Since the General Data Protection Regulation (GDPR) took effect on May 25, 2018, data protection authorities in the European Union (EU) have wasted no time in launching enforcement actions and issuing fines.
The U.K.’s regulator, the Information Commissioner’s Office (ICO), accused a Canada-based company of using personal data—including names and email addresses—of U.K. individuals to target them with political advertising messages on social media. AggregateIQ Data Services Ltd. was provided with the personal data by political groups (such as Veterans for Britain and Vote Leave).

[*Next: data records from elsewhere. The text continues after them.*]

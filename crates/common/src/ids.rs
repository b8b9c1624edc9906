//! Identifier generation
//!
//! Every id format the proxy emits — client-facing request ids, upstream
//! metadata envelope ids, tool-call ids, and the degraded-mode dummy project
//! id — lives here so the formats stay in one place instead of drifting
//! across the dispatcher and the two dialect transformers.

use rand::Rng;
use uuid::Uuid;

/// Client-facing `x-request-id` header value (spec.md §4.6).
pub fn request_id() -> String {
    format!("req_{}", Uuid::new_v4().as_simple())
}

/// Upstream metadata envelope `requestId` (spec.md §4.10 "Metadata envelope").
pub fn agent_request_id() -> String {
    format!("agent-{}", Uuid::new_v4())
}

/// Upstream metadata envelope `sessionId`: a negative-prefixed 18-digit
/// decimal string, e.g. `-123456789012345678` (spec.md §4.10).
pub fn session_id() -> String {
    let mut rng = rand::rng();
    let digits: String = (0..18)
        .map(|_| char::from_digit(rng.random_range(0..10), 10).unwrap())
        .collect();
    format!("-{digits}")
}

/// OpenAI-dialect tool-call id synthesized when upstream doesn't provide one:
/// `call_<24-hex>` (spec.md §4.10 "Upstream → response (unary)").
pub fn tool_call_id() -> String {
    format!("call_{}", hex_chars(24))
}

const DUMMY_ADJECTIVES: &[&str] = &[
    "quiet", "amber", "brisk", "lunar", "coral", "swift", "vivid", "stark",
];
const DUMMY_NOUNS: &[&str] = &[
    "harbor", "meadow", "falcon", "cinder", "thicket", "summit", "basin", "rivet",
];

/// Degraded-mode dummy project id (spec.md §4.3 step 4).
///
/// Deterministic-looking, but not deterministic: an adjective/noun pair plus
/// 5 random hex characters. This id is expected to be rejected by the
/// upstream; it exists so a resolution failure never blocks dispatch outright,
/// and the caller is responsible for logging it prominently (spec.md §9).
pub fn dummy_project_id() -> String {
    let mut rng = rand::rng();
    let adjective = DUMMY_ADJECTIVES[rng.random_range(0..DUMMY_ADJECTIVES.len())];
    let noun = DUMMY_NOUNS[rng.random_range(0..DUMMY_NOUNS.len())];
    format!("{adjective}-{noun}-{}", hex_chars(5))
}

fn hex_chars(n: usize) -> String {
    let mut rng = rand::rng();
    const HEX: &[u8] = b"0123456789abcdef";
    (0..n)
        .map(|_| HEX[rng.random_range(0..HEX.len())] as char)
        .collect()
}

#[cfg(test)]
mod tests {
    use super::*;

    #[test]
    fn request_id_has_prefix() {
        assert!(request_id().starts_with("req_"));
    }

    #[test]
    fn agent_request_id_has_prefix_and_uuid_shape() {
        let id = agent_request_id();
        assert!(id.starts_with("agent-"));
        assert_eq!(id.len(), "agent-".len() + 36);
    }

    #[test]
    fn session_id_is_negative_18_digits() {
        let id = session_id();
        assert!(id.starts_with('-'));
        assert_eq!(id.len(), 19);
        assert!(id[1..].chars().all(|c| c.is_ascii_digit()));
    }

    #[test]
    fn tool_call_id_is_24_hex_with_prefix() {
        let id = tool_call_id();
        assert!(id.starts_with("call_"));
        let hex = &id["call_".len()..];
        assert_eq!(hex.len(), 24);
        assert!(hex.chars().all(|c| c.is_ascii_hexdigit()));
    }

    #[test]
    fn dummy_project_id_has_adjective_noun_hex_shape() {
        let id = dummy_project_id();
        let parts: Vec<&str> = id.split('-').collect();
        assert_eq!(parts.len(), 3, "expected adjective-noun-hex, got {id}");
        assert_eq!(parts[2].len(), 5);
        assert!(parts[2].chars().all(|c| c.is_ascii_hexdigit()));
    }

    #[test]
    fn ids_are_not_trivially_repeated() {
        let a = request_id();
        let b = request_id();
        assert_ne!(a, b);
    }
}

AggregateIQ violated Article 5(1)(a), (b) and (c) of the GDPR, which require that personal data shall be “[p]rocessed lawfully, fairly and in a transparent manner in relation to the data subject” and shall be collected for specified, explicit and legitimate purposes and further processed only in a manner that is compatible with those purposes and is “[a]dequate, relevant and limited to what is necessary in relation to the purposes for which they are processed,” the ICO said.
The ICO ordered the company to erase any personal data of U.K. individuals retained on its servers.
In France, La Commission Nationale de L’Informatique et des Libertes (CNIL) found that a mobile ad network illegally obtained the consent of more than 67 million people. Pursuant to the GDPR, consent must be specific, informed and freely given, but Vectuary’s consent was improperly gained, the regulator said, because “bundling consent to partner processing in a contract is not valid consent.”
The regulator ordered the company to change its consent practices and purge all data collected on the basis of the invalid consent previously obtained.
Other actions resulted in fines. The first occurred in Austria, where the Osterreichische Datenschutzbehorde (DPA) issued a 4,800€ fine to a retail company that used a surveillance camera that captured too much of the sidewalk. The retailer lacked the GDPR’s required notice and transparency, the DPA determined.
An even larger fine followed in Portugal, where the Comissao Nacional de Proteccao de Dados (NCPD) hit a hospital with a 400,000€ fine for allowing employees indiscriminate access to patient data. Barreiro Montijo lacked adequate staff to control access to patient information, the NCPD said, and, as a result, 985 persons associated with the profile “doctor” were granted access to the patient management system, despite the fact only 296 doctors actually worked at the hospital.
Germany’s State Commissioner for Data Protection and Freedom of Information Baden-Wuerttemberg (LfDI) issued the most recent fine, of 20,000€, in November. Following a data breach at a social media company, in which a hacker stole and published the passwords and email addresses of roughly 330,000 users, the LfDI determined that by storing the passwords in plain text, the company ran afoul of the GDPR’s requirement to pseudonymize and encrypt personal data.
To read the ICO Enforcement Notice, click here.
To read the CNIL warning, click here.
Why it matters: EU regulators wasted little time launching investigations, taking enforcement action and fining entities for violations of the GDPR, although several recipients are appealing (including AggregateIQ and the Portuguese hospital). American companies subject to the requirements of the GDPR should ensure compliance, or they may face similar action. According to news reports, Austria’s DPA already has 115 U.S. proceedings pending and another 58 investigations underway.